Here again, we’re faced with the same problem.
If we’re trying to answer or understand the “problem” of E=MC2, we can either go The Way of Faith or The Way of Doubt.
On this one, it’s pretty easy to go The Way of Faith.
After all, most of the smartest people who know this stuff seem to agree on this. They all seem to say that “E=MC2” is correct. It’s been verified. It works.
Yet few of us have worked out the math on this ourselves. We usually accept E=MC2 not because we’ve done the math ourselves, but because we trust the word of some authority figures on the matter.
It’s easy to cheat here, on this particular example.
After all, when it comes to E=MC2, we have the benefit of over a century since Einstein introduced it. Lots of really smart people have been hammering on it in the meantime. There’s now a near-universal consensus on the matter.
But this is hindsight. It was pretty controversial when it was first introduced. (See here. The paper “A Hundred Authors Against Einstein” is especially worth noting.)
What used to seem radical and bizarre is now conventional dogma. It used to be a given that energy and mass were distinct and unrelated. But this formula helped us understand that they’re actually two different forms of the same thing.
(Or so I’m told, by authority figures I cautiously trust. I still haven’t done the math on this myself.)
But imagine here that you want to go “The Way of Doubt.”
Let’s imagine you’re truly a hard-nosed, see-for-yourself, “believe no one but yourself” skeptic.
Let’s imagine here that you don’t want to just blindly accept the wild and woolly claims of some crazy-haired nobody – a mere patent clerk who didn’t even go to Harvard. Let’s imagine that you want to do the math yourself. You want to go The Way of Doubt on E=MC2.
In this case, fine. No problem.
But to do this, you’ll need to know some advanced math and physics.
You might, with a lot of work, prove to your own, first-hand satisfaction that this wild-haired patent clerk was actually on to something.
Or – which is somewhat likely – you might get a number wrong somewhere along the way.
Let’s say you mistake a “1” for a “7” somewhere deep in the bowels of your math because of some sloppy handwriting on the chalkboard.
You might go years without realizing it.
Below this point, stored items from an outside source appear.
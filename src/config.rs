//! Configuration management for asnlist.
//!
//! A [`Config`] is built once per run, from an optional YAML file overlaid
//! with command-line flags, and then passed by reference to the cache,
//! the fetcher and the device connector.

use anyhow::{Context, Result};
use serde::{Deserialize, Serialize};
use std::env;
use std::path::{Path, PathBuf};
use std::time::Duration;
use tracing::warn;
use zeroize::{Zeroize, ZeroizeOnDrop};

use crate::cli::Cli;
use crate::error::SyncError;
use crate::fetcher::{DEFAULT_API_URL, DEFAULT_FETCH_TIMEOUT_SECS};
use crate::validation::{validate_api_url, validate_asn};

/// Default RouterOS API port
pub const DEFAULT_API_PORT: u16 = 8728;

/// Default RouterOS API-SSL port
pub const DEFAULT_API_SSL_PORT: u16 = 8729;

/// Default cache time-to-live (one day)
pub const DEFAULT_CACHE_TTL_SECS: u64 = 86400;

/// Default cache directory
pub const DEFAULT_CACHE_PATH: &str = "./tmp";

/// Secure string type that zeroizes memory on drop
/// Used for the device password
#[derive(Clone, Default, Serialize, Deserialize, Zeroize, ZeroizeOnDrop)]
#[serde(transparent)]
pub struct SecureString(String);

impl SecureString {
    pub fn new(s: String) -> Self {
        Self(s)
    }

    pub fn as_str(&self) -> &str {
        &self.0
    }

    pub fn is_empty(&self) -> bool {
        self.0.is_empty()
    }
}

impl std::fmt::Debug for SecureString {
    fn fmt(&self, f: &mut std::fmt::Formatter<'_>) -> std::fmt::Result {
        f.write_str("[REDACTED]")
    }
}

impl From<String> for SecureString {
    fn from(s: String) -> Self {
        Self(s)
    }
}

impl From<&str> for SecureString {
    fn from(s: &str) -> Self {
        Self(s.to_string())
    }
}

/// Main configuration structure
#[derive(Debug, Clone, Serialize, Deserialize)]
#[serde(default)]
pub struct Config {
    /// IP or DNS name of the RouterOS device
    pub router: String,

    /// API user
    pub user: String,

    /// API password
    /// Memory is securely zeroed when dropped
    pub password: SecureString,

    /// Environment variable name to read the password from (optional)
    pub password_env: Option<String>,

    /// API port; derived from `ssl` when unset
    pub port: Option<u16>,

    /// Use the API-SSL service
    pub ssl: bool,

    /// Skip certificate and hostname verification
    pub tls_insecure: bool,

    /// Address-list to maintain
    pub list: String,

    /// ASNs to sync, in processing order
    pub asns: Vec<String>,

    /// Cache time-to-live in seconds
    pub cache_ttl: u64,

    /// Directory for `{asn}.asn` cache files
    pub cache_path: PathBuf,

    /// Prefix lookup service base URL
    pub api_url: String,

    /// Lookup request timeout in seconds
    pub fetch_timeout: u64,

    /// Device connect/command timeout in seconds; `None` blocks on the transport
    pub device_timeout: Option<u64>,

    /// Log the diff without applying it
    pub dry_run: bool,
}

impl Default for Config {
    fn default() -> Self {
        Self {
            router: String::new(),
            user: String::new(),
            password: SecureString::default(),
            password_env: None,
            port: None,
            ssl: false,
            tls_insecure: false,
            list: String::new(),
            asns: Vec::new(),
            cache_ttl: DEFAULT_CACHE_TTL_SECS,
            cache_path: PathBuf::from(DEFAULT_CACHE_PATH),
            api_url: DEFAULT_API_URL.to_string(),
            fetch_timeout: DEFAULT_FETCH_TIMEOUT_SECS,
            device_timeout: None,
            dry_run: false,
        }
    }
}

impl Config {
    /// Load configuration from YAML file
    pub fn load<P: AsRef<Path>>(path: P) -> Result<Self> {
        let content = std::fs::read_to_string(path.as_ref())
            .with_context(|| format!("Failed to read config file: {:?}", path.as_ref()))?;
        let config: Config = serde_yaml::from_str(&content)
            .with_context(|| format!("Failed to parse config file: {:?}", path.as_ref()))?;
        Ok(config)
    }

    /// Build the run configuration: config file (if any), then CLI overrides,
    /// then normalization and validation.
    pub fn from_cli(cli: &Cli) -> Result<Self> {
        let mut config = match &cli.config {
            Some(path) => Self::load(path)?,
            None => Self::default(),
        };

        config.apply_cli(cli);
        config.normalize();
        config.validate()?;
        Ok(config)
    }

    /// Overlay values given on the command line
    pub fn apply_cli(&mut self, cli: &Cli) {
        if let Some(router) = &cli.router {
            self.router = router.clone();
        }
        if let Some(user) = &cli.user {
            self.user = user.clone();
        }
        if let Some(password) = &cli.password {
            self.password = SecureString::from(password.as_str());
        }
        if cli.port.is_some() {
            self.port = cli.port;
        }
        if cli.ssl {
            self.ssl = true;
        }
        if cli.tls_insecure {
            self.tls_insecure = true;
        }
        if let Some(list) = &cli.list {
            self.list = list.clone();
        }
        if !cli.asns.is_empty() {
            self.asns = cli.asns.clone();
        }
        if let Some(ttl) = cli.cache_ttl {
            self.cache_ttl = ttl;
        }
        if let Some(path) = &cli.cache_path {
            self.cache_path = path.clone();
        }
        if let Some(url) = &cli.api_url {
            self.api_url = url.clone();
        }
        if let Some(timeout) = cli.fetch_timeout {
            self.fetch_timeout = timeout;
        }
        if cli.device_timeout.is_some() {
            self.device_timeout = cli.device_timeout;
        }
        if cli.dry_run {
            self.dry_run = true;
        }
    }

    /// Trim ASNs, drop empty ones and repeats (first occurrence wins)
    pub fn normalize(&mut self) {
        let mut seen = Vec::with_capacity(self.asns.len());
        for asn in self.asns.drain(..) {
            let asn = asn.trim().to_string();
            if asn.is_empty() {
                continue;
            }
            if seen.contains(&asn) {
                warn!("ASN {} listed more than once, processing it once", asn);
                continue;
            }
            seen.push(asn);
        }
        self.asns = seen;

        self.api_url = self.api_url.trim_end_matches('/').to_string();
    }

    /// Validate configuration values
    pub fn validate(&self) -> Result<(), SyncError> {
        if self.router.is_empty() {
            return Err(SyncError::Config("router address is required".to_string()));
        }
        if self.user.is_empty() {
            return Err(SyncError::Config("API user is required".to_string()));
        }
        if self.list.is_empty() {
            return Err(SyncError::Config("address-list name is required".to_string()));
        }
        if self.asns.is_empty() {
            return Err(SyncError::Config("at least one ASN is required".to_string()));
        }
        for asn in &self.asns {
            validate_asn(asn)?;
        }
        if self.port == Some(0) {
            return Err(SyncError::Config("port cannot be 0".to_string()));
        }
        if self.fetch_timeout == 0 {
            return Err(SyncError::Config("fetch timeout cannot be 0".to_string()));
        }
        if self.device_timeout == Some(0) {
            return Err(SyncError::Config("device timeout cannot be 0".to_string()));
        }
        validate_api_url(&self.api_url)?;
        Ok(())
    }

    /// Effective API port
    pub fn device_port(&self) -> u16 {
        match self.port {
            Some(port) => port,
            None if self.ssl => DEFAULT_API_SSL_PORT,
            None => DEFAULT_API_PORT,
        }
    }

    /// Get the effective password, checking the configured env var first
    /// Returns a SecureString that will be zeroed when dropped
    pub fn get_password(&self) -> SecureString {
        if let Some(ref env_name) = self.password_env {
            if let Ok(val) = env::var(env_name) {
                return SecureString::new(val);
            }
        }
        self.password.clone()
    }

    pub fn cache_ttl(&self) -> Duration {
        Duration::from_secs(self.cache_ttl)
    }

    pub fn fetch_timeout(&self) -> Duration {
        Duration::from_secs(self.fetch_timeout)
    }

    pub fn device_timeout(&self) -> Option<Duration> {
        self.device_timeout.map(Duration::from_secs)
    }
}
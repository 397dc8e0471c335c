//! Filesystem abstraction layer for testability
//!
//! The cache store only needs a handful of filesystem operations. Putting
//! them behind a trait lets freshness logic be tested against arbitrary
//! modification times without touching the real filesystem.
//! Uses mockall for automatic mock generation in test builds.

use std::io::{self, Write};
use std::path::Path;
use std::time::SystemTime;

/// Mode of files written by `write_atomic` (temp files start out 0600)
#[cfg(unix)]
const FILE_MODE: u32 = 0o644;

#[cfg(test)]
use mockall::automock;

/// Trait abstracting the filesystem operations used by the cache.
///
/// # Example (testing)
/// ```ignore
/// use asnlist::fs_abstraction::MockFileSystem;
///
/// let mut mock_fs = MockFileSystem::new();
/// mock_fs.expect_modified()
///     .returning(|_| Ok(std::time::SystemTime::UNIX_EPOCH));
/// ```
#[cfg_attr(test, automock)]
pub trait FileSystem: Send + Sync {
    /// Read file contents as a string.
    fn read_to_string(&self, path: &Path) -> io::Result<String>;

    /// Last modification time of a file.
    fn modified(&self, path: &Path) -> io::Result<SystemTime>;

    /// Create a directory and all parent directories.
    fn create_dir_all(&self, path: &Path) -> io::Result<()>;

    /// Replace `path` with `contents` so readers see either the old file or
    /// the complete new one.
    fn write_atomic(&self, path: &Path, contents: &[u8]) -> io::Result<()>;
}

/// Real filesystem implementation using std::fs.
#[derive(Debug, Default, Clone, Copy)]
pub struct RealFileSystem;

impl FileSystem for RealFileSystem {
    fn read_to_string(&self, path: &Path) -> io::Result<String> {
        std::fs::read_to_string(path)
    }

    fn modified(&self, path: &Path) -> io::Result<SystemTime> {
        std::fs::metadata(path)?.modified()
    }

    fn create_dir_all(&self, path: &Path) -> io::Result<()> {
        std::fs::create_dir_all(path)
    }

    fn write_atomic(&self, path: &Path, contents: &[u8]) -> io::Result<()> {
        use tempfile::NamedTempFile;

        // Temp file must live in the same directory for rename to be atomic
        let parent_dir = match path.parent() {
            Some(dir) if !dir.as_os_str().is_empty() => dir,
            _ => Path::new("."),
        };
        let mut temp_file = NamedTempFile::new_in(parent_dir)?;

        temp_file.write_all(contents)?;
        #[cfg(unix)]
        {
            use std::os::unix::fs::PermissionsExt;
            temp_file
                .as_file()
                .set_permissions(std::fs::Permissions::from_mode(FILE_MODE))?;
        }
        temp_file.as_file().sync_all()?;

        temp_file.persist(path).map_err(|e| e.error)?;
        Ok(())
    }
}
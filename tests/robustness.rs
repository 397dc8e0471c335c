//! Robustness tests for whole sync runs.
//!
//! A scripted RouterOS API server and a wiremock lookup service stand in for
//! the real collaborators, so these runs go through the actual TCP session
//! and HTTP client code.

use std::sync::{Arc, Mutex};
use std::time::{Duration, SystemTime};

use asnlist::commands::sync;
use asnlist::config::{Config, SecureString};
use asnlist::device::protocol::{read_sentence, write_sentence};
use asnlist::SyncError;
use serde_json::json;
use tokio::net::{TcpListener, TcpStream};
use wiremock::matchers::{method, path};
use wiremock::{Mock, MockServer, ResponseTemplate};

const PASSWORD: &str = "secret";

#[derive(Debug, Clone)]
struct Row {
    id: String,
    list: String,
    address: String,
    comment: String,
}

#[derive(Debug, Default)]
struct RouterState {
    rows: Vec<Row>,
    next_id: u32,
    logins: usize,
}

impl RouterState {
    fn insert(&mut self, list: &str, address: &str, comment: &str) -> String {
        self.next_id += 1;
        let id = format!("*{:X}", self.next_id);
        self.rows.push(Row {
            id: id.clone(),
            list: list.to_string(),
            address: address.to_string(),
            comment: comment.to_string(),
        });
        id
    }

    fn addresses(&self, list: &str, comment: &str) -> Vec<String> {
        self.rows
            .iter()
            .filter(|r| r.list == list && r.comment == comment)
            .map(|r| r.address.clone())
            .collect()
    }
}

/// Minimal RouterOS API server for /ip/firewall/address-list
struct FakeRouter {
    port: u16,
    state: Arc<Mutex<RouterState>>,
}

impl FakeRouter {
    async fn start() -> Self {
        let listener = TcpListener::bind("127.0.0.1:0").await.unwrap();
        let port = listener.local_addr().unwrap().port();
        let state = Arc::new(Mutex::new(RouterState::default()));

        let shared = Arc::clone(&state);
        tokio::spawn(async move {
            while let Ok((socket, _)) = listener.accept().await {
                tokio::spawn(handle_connection(socket, Arc::clone(&shared)));
            }
        });

        Self { port, state }
    }
}

async fn handle_connection(mut socket: TcpStream, state: Arc<Mutex<RouterState>>) {
    let mut authenticated = false;
    while let Ok(words) = read_sentence(&mut socket).await {
        if words.is_empty() {
            continue;
        }
        let replies = respond(&state, &mut authenticated, &words);
        for reply in replies {
            if write_sentence(&mut socket, &reply).await.is_err() {
                return;
            }
        }
    }
}

fn trap(message: &str) -> Vec<Vec<String>> {
    vec![
        vec!["!trap".to_string(), format!("=message={}", message)],
        vec!["!done".to_string()],
    ]
}

fn respond(
    state: &Mutex<RouterState>,
    authenticated: &mut bool,
    words: &[String],
) -> Vec<Vec<String>> {
    let attr = |prefix: char, key: &str| {
        let lead = format!("{}{}=", prefix, key);
        words
            .iter()
            .find_map(|w| w.strip_prefix(lead.as_str()).map(str::to_string))
    };
    let mut router = state.lock().unwrap();

    if words[0] == "/login" {
        if attr('=', "password").as_deref() == Some(PASSWORD) {
            *authenticated = true;
            router.logins += 1;
            return vec![vec!["!done".to_string()]];
        }
        return trap("invalid user name or password (6)");
    }
    if !*authenticated {
        return vec![vec!["!fatal".to_string(), "not logged in".to_string()]];
    }

    match words[0].as_str() {
        "/ip/firewall/address-list/print" => {
            let list = attr('?', "list");
            let comment = attr('?', "comment");
            let address = attr('?', "address");
            let proplist = attr('=', ".proplist").unwrap_or_default();

            let mut replies: Vec<Vec<String>> = router
                .rows
                .iter()
                .filter(|r| list.as_ref().map_or(true, |l| *l == r.list))
                .filter(|r| comment.as_ref().map_or(true, |c| *c == r.comment))
                .filter(|r| address.as_ref().map_or(true, |a| *a == r.address))
                .map(|r| {
                    let mut sentence = vec!["!re".to_string()];
                    if proplist.contains(".id") {
                        sentence.push(format!("=.id={}", r.id));
                    }
                    if proplist.contains("address") {
                        sentence.push(format!("=address={}", r.address));
                    }
                    sentence
                })
                .collect();
            replies.push(vec!["!done".to_string()]);
            replies
        }
        "/ip/firewall/address-list/add" => {
            let (Some(list), Some(address)) = (attr('=', "list"), attr('=', "address")) else {
                return trap("missing list or address");
            };
            let comment = attr('=', "comment").unwrap_or_default();
            let id = router.insert(&list, &address, &comment);
            vec![vec!["!done".to_string(), format!("=ret={}", id)]]
        }
        "/ip/firewall/address-list/remove" => {
            let id = attr('=', ".id").unwrap_or_default();
            let before = router.rows.len();
            router.rows.retain(|r| r.id != id);
            if router.rows.len() == before {
                return trap("no such item");
            }
            vec![vec!["!done".to_string()]]
        }
        _ => trap("no such command prefix"),
    }
}

fn prefixes_body(prefixes: &[(&str, u8)]) -> serde_json::Value {
    let ipv4: Vec<_> = prefixes
        .iter()
        .map(|(ip, cidr)| {
            json!({ "prefix": format!("{}/{}", ip, cidr), "ip": ip, "cidr": cidr })
        })
        .collect();
    json!({
        "status": "ok",
        "status_message": "Query was successful",
        "data": {
            "ipv4_prefixes": ipv4,
            "ipv6_prefixes": [{ "prefix": "2001:db8::/32", "ip": "2001:db8::", "cidr": 32 }]
        }
    })
}

fn config(
    router: &FakeRouter,
    lookup: &MockServer,
    cache: &std::path::Path,
    asns: &[&str],
) -> Config {
    Config {
        router: "127.0.0.1".to_string(),
        port: Some(router.port),
        user: "admin".to_string(),
        password: SecureString::from(PASSWORD),
        list: "blocked".to_string(),
        asns: asns.iter().map(|s| s.to_string()).collect(),
        cache_path: cache.to_path_buf(),
        api_url: lookup.uri(),
        device_timeout: Some(5),
        ..Config::default()
    }
}

#[tokio::test]
async fn test_sync_leaves_foreign_entries_untouched() {
    let router = FakeRouter::start().await;
    {
        let mut state = router.state.lock().unwrap();
        state.insert("blocked", "10.0.0.0/8", "ASN64500");
        state.insert("blocked", "198.51.100.0/24", "ASN64500");
        state.insert("blocked", "198.51.100.0/24", "ASN64501");
        state.insert("blocked", "203.0.113.0/24", "manual");
        state.insert("allowed", "198.51.100.0/24", "ASN64500");
    }

    let lookup = MockServer::start().await;
    Mock::given(method("GET"))
        .and(path("/asn/64500/prefixes"))
        .respond_with(
            ResponseTemplate::new(200)
                .set_body_json(prefixes_body(&[("10.0.0.0", 8), ("11.0.0.0", 8)])),
        )
        .expect(1)
        .mount(&lookup)
        .await;

    let dir = tempfile::TempDir::new().unwrap();
    let summary = sync::run(&config(&router, &lookup, dir.path(), &["64500"]))
        .await
        .unwrap();
    assert!(summary.is_complete());
    assert_eq!(summary.total_removed(), 1);
    assert_eq!(summary.total_added(), 1);

    let state = router.state.lock().unwrap();
    assert_eq!(
        state.addresses("blocked", "ASN64500"),
        vec!["10.0.0.0/8", "11.0.0.0/8"]
    );
    assert_eq!(state.addresses("blocked", "ASN64501"), vec!["198.51.100.0/24"]);
    assert_eq!(state.addresses("blocked", "manual"), vec!["203.0.113.0/24"]);
    assert_eq!(state.addresses("allowed", "ASN64500"), vec!["198.51.100.0/24"]);
}

#[tokio::test]
async fn test_failing_lookup_does_not_block_other_asns() {
    let router = FakeRouter::start().await;
    router
        .state
        .lock()
        .unwrap()
        .insert("blocked", "192.0.2.0/24", "ASN64500");

    let lookup = MockServer::start().await;
    Mock::given(method("GET"))
        .and(path("/asn/64500/prefixes"))
        .respond_with(ResponseTemplate::new(429).set_body_json(json!({
            "status": "error",
            "status_message": "Too many requests"
        })))
        .mount(&lookup)
        .await;
    Mock::given(method("GET"))
        .and(path("/asn/64501/prefixes"))
        .respond_with(
            ResponseTemplate::new(200).set_body_json(prefixes_body(&[("11.0.0.0", 8)])),
        )
        .mount(&lookup)
        .await;

    let dir = tempfile::TempDir::new().unwrap();
    let summary = sync::run(&config(&router, &lookup, dir.path(), &["64500", "64501"]))
        .await
        .unwrap();

    assert_eq!(summary.failures.len(), 1);
    let (asn, error) = &summary.failures[0];
    assert_eq!(asn, "64500");
    assert!(matches!(error, SyncError::Fetch { .. }));
    assert!(error.to_string().contains("Too many requests"));
    assert_eq!(summary.reports[0].asn, "64501");

    let state = router.state.lock().unwrap();
    // The failed ASN's entries were not touched
    assert_eq!(state.addresses("blocked", "ASN64500"), vec!["192.0.2.0/24"]);
    assert_eq!(state.addresses("blocked", "ASN64501"), vec!["11.0.0.0/8"]);
    // Only the healthy ASN opened a session
    assert_eq!(state.logins, 1);
}

#[tokio::test]
async fn test_second_run_uses_fresh_cache() {
    let router = FakeRouter::start().await;
    let lookup = MockServer::start().await;
    Mock::given(method("GET"))
        .and(path("/asn/64500/prefixes"))
        .respond_with(
            ResponseTemplate::new(200)
                .set_body_json(prefixes_body(&[("10.0.0.0", 8), ("11.0.0.0", 8)])),
        )
        .expect(1)
        .mount(&lookup)
        .await;

    let dir = tempfile::TempDir::new().unwrap();
    let config = config(&router, &lookup, dir.path(), &["64500"]);

    let first = sync::run(&config).await.unwrap();
    assert!(first.reports[0].refreshed);
    assert_eq!(first.total_added(), 2);

    let second = sync::run(&config).await.unwrap();
    assert!(!second.reports[0].refreshed);
    assert_eq!(second.total_added(), 0);
    assert_eq!(second.total_removed(), 0);
    assert_eq!(router.state.lock().unwrap().rows.len(), 2);
}

#[tokio::test]
async fn test_stale_cache_with_failing_lookup_skips_device() {
    let router = FakeRouter::start().await;
    let lookup = MockServer::start().await;
    Mock::given(method("GET"))
        .respond_with(ResponseTemplate::new(503))
        .mount(&lookup)
        .await;

    let dir = tempfile::TempDir::new().unwrap();
    let cache_file = dir.path().join("64500.asn");
    std::fs::write(&cache_file, "10.0.0.0/8\n").unwrap();
    std::fs::File::options()
        .write(true)
        .open(&cache_file)
        .unwrap()
        .set_modified(SystemTime::now() - Duration::from_secs(90000))
        .unwrap();

    let summary = sync::run(&config(&router, &lookup, dir.path(), &["64500"]))
        .await
        .unwrap();
    assert_eq!(summary.failures.len(), 1);
    assert_eq!(router.state.lock().unwrap().logins, 0);
    assert_eq!(std::fs::read_to_string(&cache_file).unwrap(), "10.0.0.0/8\n");
}

#[tokio::test]
async fn test_rejected_login_is_asn_local() {
    let router = FakeRouter::start().await;
    let lookup = MockServer::start().await;

    let dir = tempfile::TempDir::new().unwrap();
    std::fs::write(dir.path().join("64500.asn"), "10.0.0.0/8\n").unwrap();
    std::fs::write(dir.path().join("64501.asn"), "11.0.0.0/8\n").unwrap();

    let config = Config {
        password: SecureString::from("wrong"),
        ..config(&router, &lookup, dir.path(), &["64500", "64501"])
    };
    let summary = sync::run(&config).await.unwrap();

    assert_eq!(summary.failures.len(), 2);
    for (_, error) in &summary.failures {
        assert!(matches!(error, SyncError::Connection(_)));
        assert!(error.to_string().contains("invalid user name or password"));
    }
    assert!(router.state.lock().unwrap().rows.is_empty());
}

#[tokio::test]
async fn test_dry_run_leaves_device_unchanged() {
    let router = FakeRouter::start().await;
    router
        .state
        .lock()
        .unwrap()
        .insert("blocked", "192.0.2.0/24", "ASN64500");
    let lookup = MockServer::start().await;

    let dir = tempfile::TempDir::new().unwrap();
    std::fs::write(dir.path().join("64500.asn"), "10.0.0.0/8\n10.0.0.0/8\n").unwrap();

    let config = Config {
        dry_run: true,
        ..config(&router, &lookup, dir.path(), &["64500"])
    };
    let summary = sync::run(&config).await.unwrap();
    assert_eq!(summary.total_removed(), 1);
    // Duplicates in the cache are each an addition
    assert_eq!(summary.total_added(), 2);
    assert_eq!(
        router.state.lock().unwrap().addresses("blocked", "ASN64500"),
        vec!["192.0.2.0/24"]
    );
}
Finding that mistake might take a lot of work, and time, and energy. You’d either need to check the work yourself (which is notoriously hard to do), or else you’d need to find somebody who is at least as good at math as you, and as interested in finding the answer, and who is willing to check your work.
At this point, we’ve arrived at one of the potential hazards of working things out for yourself.
Now let’s apply this to an even tougher problem.
Let’s imagine that instead of or understanding E=MC2, the problem is something like this:
And so on. It could be any of “The Big Questions” or “Existential Riddles” of life. What is What is real "happiness"? How do we find it? What can we do about suffering? What, if anything, is the point of all this? What the heck is going on?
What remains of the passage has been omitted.